* Prompt *
Your task is to copy each line of the material that holds the word "SubjectId".

* Data *
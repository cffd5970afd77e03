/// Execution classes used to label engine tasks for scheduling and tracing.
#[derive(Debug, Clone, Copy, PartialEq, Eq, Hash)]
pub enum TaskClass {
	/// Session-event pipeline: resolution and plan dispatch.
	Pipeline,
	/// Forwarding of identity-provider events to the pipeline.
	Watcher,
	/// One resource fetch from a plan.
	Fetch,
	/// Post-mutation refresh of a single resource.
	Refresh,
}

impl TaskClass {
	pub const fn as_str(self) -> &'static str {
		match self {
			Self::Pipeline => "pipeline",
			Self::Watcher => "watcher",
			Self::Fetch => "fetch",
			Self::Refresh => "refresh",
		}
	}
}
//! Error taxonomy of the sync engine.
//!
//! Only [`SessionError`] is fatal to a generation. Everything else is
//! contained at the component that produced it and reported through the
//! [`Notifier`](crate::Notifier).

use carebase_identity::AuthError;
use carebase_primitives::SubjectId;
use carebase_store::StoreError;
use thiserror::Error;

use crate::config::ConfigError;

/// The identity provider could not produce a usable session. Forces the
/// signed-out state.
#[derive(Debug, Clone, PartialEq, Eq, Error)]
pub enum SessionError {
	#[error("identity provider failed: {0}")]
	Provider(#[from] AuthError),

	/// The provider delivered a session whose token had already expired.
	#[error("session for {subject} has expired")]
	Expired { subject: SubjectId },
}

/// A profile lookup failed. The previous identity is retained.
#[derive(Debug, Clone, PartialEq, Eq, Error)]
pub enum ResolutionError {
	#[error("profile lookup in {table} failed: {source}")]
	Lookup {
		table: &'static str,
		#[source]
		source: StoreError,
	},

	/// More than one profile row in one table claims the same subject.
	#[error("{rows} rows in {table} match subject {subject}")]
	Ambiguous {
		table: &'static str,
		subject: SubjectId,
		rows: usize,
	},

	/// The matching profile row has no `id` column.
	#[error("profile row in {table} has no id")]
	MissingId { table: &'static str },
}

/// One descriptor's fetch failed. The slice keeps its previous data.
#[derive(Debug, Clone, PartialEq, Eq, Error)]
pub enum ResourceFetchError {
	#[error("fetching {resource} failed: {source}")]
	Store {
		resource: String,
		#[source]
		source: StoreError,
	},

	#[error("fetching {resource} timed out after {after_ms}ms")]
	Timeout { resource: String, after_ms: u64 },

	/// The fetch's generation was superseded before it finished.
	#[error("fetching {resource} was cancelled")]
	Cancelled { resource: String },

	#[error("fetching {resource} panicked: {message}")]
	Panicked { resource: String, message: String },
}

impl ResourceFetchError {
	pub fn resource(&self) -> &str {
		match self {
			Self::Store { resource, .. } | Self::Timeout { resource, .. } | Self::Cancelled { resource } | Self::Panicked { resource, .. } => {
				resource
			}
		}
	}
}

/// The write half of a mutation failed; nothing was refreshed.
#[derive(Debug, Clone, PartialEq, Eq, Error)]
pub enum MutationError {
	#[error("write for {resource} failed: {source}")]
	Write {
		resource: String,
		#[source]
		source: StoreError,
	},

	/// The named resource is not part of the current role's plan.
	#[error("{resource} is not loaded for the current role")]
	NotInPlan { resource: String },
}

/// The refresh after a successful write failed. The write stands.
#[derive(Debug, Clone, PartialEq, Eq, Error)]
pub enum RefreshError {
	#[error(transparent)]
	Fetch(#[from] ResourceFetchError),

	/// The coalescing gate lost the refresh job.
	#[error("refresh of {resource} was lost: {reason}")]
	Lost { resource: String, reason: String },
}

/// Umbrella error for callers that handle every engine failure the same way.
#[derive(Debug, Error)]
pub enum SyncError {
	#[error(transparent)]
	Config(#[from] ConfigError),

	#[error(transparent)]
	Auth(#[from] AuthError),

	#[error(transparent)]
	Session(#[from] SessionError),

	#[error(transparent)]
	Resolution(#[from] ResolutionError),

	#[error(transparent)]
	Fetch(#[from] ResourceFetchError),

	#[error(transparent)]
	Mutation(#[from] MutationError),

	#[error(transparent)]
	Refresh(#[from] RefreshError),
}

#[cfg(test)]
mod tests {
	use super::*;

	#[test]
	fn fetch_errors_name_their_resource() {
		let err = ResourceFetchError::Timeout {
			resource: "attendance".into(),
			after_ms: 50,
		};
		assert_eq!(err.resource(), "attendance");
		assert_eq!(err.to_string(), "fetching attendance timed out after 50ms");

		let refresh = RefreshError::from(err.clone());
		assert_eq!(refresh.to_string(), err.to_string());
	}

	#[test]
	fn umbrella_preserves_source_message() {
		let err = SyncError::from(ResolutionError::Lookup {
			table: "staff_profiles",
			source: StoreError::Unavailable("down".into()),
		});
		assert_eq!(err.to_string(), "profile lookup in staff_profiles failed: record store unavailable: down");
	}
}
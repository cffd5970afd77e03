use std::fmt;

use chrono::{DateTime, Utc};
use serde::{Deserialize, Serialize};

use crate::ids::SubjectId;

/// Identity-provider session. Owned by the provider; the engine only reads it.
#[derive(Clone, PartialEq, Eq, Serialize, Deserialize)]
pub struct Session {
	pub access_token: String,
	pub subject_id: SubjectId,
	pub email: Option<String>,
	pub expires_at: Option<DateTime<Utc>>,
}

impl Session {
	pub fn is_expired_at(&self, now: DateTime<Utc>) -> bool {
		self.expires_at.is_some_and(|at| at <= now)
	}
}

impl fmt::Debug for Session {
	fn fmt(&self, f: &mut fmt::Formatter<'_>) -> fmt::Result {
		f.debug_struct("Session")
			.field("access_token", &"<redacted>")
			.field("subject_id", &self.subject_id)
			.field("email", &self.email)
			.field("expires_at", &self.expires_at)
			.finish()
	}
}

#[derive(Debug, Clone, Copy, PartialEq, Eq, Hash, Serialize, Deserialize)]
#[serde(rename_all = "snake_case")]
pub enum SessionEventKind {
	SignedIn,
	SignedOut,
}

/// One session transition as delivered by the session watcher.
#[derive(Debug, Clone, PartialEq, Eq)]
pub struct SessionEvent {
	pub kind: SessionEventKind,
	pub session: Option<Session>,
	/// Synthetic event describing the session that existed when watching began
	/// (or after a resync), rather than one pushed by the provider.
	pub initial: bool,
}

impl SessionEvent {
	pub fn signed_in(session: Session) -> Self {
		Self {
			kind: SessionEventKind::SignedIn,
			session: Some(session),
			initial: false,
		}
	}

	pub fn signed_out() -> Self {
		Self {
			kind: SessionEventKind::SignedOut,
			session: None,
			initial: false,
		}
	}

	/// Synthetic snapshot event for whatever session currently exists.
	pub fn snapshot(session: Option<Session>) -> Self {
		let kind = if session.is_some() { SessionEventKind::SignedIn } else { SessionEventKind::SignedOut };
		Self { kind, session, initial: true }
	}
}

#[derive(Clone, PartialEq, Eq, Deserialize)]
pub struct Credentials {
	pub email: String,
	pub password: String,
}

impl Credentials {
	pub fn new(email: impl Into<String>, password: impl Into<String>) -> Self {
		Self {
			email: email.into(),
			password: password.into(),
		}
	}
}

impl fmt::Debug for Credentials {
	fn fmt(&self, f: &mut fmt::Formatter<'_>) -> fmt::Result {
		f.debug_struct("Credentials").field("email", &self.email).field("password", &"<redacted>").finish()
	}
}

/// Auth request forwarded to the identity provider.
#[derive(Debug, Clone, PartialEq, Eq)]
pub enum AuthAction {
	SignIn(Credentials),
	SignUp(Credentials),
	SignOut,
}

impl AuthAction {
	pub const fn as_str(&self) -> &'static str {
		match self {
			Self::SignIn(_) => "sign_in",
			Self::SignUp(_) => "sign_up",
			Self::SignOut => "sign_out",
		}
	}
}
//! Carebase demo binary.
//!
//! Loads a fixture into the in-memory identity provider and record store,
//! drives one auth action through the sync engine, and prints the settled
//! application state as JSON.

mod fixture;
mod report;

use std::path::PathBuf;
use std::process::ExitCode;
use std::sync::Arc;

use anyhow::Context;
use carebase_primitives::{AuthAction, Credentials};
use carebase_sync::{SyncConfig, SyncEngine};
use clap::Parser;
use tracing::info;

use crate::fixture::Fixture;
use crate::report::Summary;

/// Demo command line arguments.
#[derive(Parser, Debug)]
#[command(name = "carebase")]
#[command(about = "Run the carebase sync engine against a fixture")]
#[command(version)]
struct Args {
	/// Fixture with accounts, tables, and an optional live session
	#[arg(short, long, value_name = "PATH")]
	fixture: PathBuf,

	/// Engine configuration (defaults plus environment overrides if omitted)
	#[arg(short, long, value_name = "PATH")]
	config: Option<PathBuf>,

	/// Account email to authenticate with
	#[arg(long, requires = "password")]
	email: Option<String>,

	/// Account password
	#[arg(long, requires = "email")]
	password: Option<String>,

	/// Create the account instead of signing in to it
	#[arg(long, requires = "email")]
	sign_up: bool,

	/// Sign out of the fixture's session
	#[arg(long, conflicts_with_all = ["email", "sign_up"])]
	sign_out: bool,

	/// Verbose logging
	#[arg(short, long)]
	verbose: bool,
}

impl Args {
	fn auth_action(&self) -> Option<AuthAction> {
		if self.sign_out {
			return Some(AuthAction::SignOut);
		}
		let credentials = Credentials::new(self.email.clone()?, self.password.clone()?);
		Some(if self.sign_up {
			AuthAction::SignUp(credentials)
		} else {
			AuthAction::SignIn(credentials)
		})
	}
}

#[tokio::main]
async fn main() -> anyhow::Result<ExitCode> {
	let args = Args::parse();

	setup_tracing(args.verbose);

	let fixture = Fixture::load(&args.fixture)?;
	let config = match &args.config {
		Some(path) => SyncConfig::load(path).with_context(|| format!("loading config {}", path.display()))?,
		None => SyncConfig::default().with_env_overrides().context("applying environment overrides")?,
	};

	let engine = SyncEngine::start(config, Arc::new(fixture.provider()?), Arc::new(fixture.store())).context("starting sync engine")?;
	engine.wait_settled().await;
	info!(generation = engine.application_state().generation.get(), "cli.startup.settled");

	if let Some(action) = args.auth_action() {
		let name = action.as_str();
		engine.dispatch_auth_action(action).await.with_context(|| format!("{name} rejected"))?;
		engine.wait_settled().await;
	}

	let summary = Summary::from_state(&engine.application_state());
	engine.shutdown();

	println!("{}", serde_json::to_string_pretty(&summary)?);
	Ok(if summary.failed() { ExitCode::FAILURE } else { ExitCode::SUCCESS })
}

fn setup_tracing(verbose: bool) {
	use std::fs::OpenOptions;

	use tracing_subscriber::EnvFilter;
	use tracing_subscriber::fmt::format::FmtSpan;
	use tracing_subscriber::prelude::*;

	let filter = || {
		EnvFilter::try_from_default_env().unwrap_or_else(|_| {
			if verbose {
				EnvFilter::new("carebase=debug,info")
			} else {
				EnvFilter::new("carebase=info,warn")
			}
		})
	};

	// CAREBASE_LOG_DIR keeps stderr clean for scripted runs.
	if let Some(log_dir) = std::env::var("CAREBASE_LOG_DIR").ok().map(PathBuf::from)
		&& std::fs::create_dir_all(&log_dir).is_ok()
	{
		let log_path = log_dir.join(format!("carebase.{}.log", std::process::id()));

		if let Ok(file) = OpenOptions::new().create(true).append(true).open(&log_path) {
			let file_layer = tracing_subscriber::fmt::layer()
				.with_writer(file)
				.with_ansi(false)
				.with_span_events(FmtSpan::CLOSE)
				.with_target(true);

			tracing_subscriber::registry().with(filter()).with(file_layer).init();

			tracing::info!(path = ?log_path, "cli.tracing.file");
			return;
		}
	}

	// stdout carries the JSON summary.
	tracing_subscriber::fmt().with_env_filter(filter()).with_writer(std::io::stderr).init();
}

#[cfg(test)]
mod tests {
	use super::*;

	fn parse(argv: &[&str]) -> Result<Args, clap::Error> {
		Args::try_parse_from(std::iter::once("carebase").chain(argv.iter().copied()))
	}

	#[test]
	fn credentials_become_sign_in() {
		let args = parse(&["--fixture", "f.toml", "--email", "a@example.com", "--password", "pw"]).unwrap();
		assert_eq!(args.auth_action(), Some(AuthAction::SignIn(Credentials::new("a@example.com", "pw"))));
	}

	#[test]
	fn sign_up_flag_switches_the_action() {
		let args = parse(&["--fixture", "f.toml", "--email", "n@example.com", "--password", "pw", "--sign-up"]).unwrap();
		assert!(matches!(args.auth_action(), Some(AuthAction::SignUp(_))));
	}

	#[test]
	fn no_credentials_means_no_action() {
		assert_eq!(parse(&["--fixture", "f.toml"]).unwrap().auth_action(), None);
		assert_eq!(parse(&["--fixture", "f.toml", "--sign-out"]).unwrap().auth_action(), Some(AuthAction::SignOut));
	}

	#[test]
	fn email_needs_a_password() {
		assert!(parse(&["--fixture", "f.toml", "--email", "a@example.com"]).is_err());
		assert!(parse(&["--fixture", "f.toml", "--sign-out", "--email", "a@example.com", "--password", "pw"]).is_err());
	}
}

* Answer below *
use carebase_primitives::SubjectId;
	Expired { subject: SubjectId },
		subject: SubjectId,
use crate::ids::SubjectId;
	pub subject_id: SubjectId,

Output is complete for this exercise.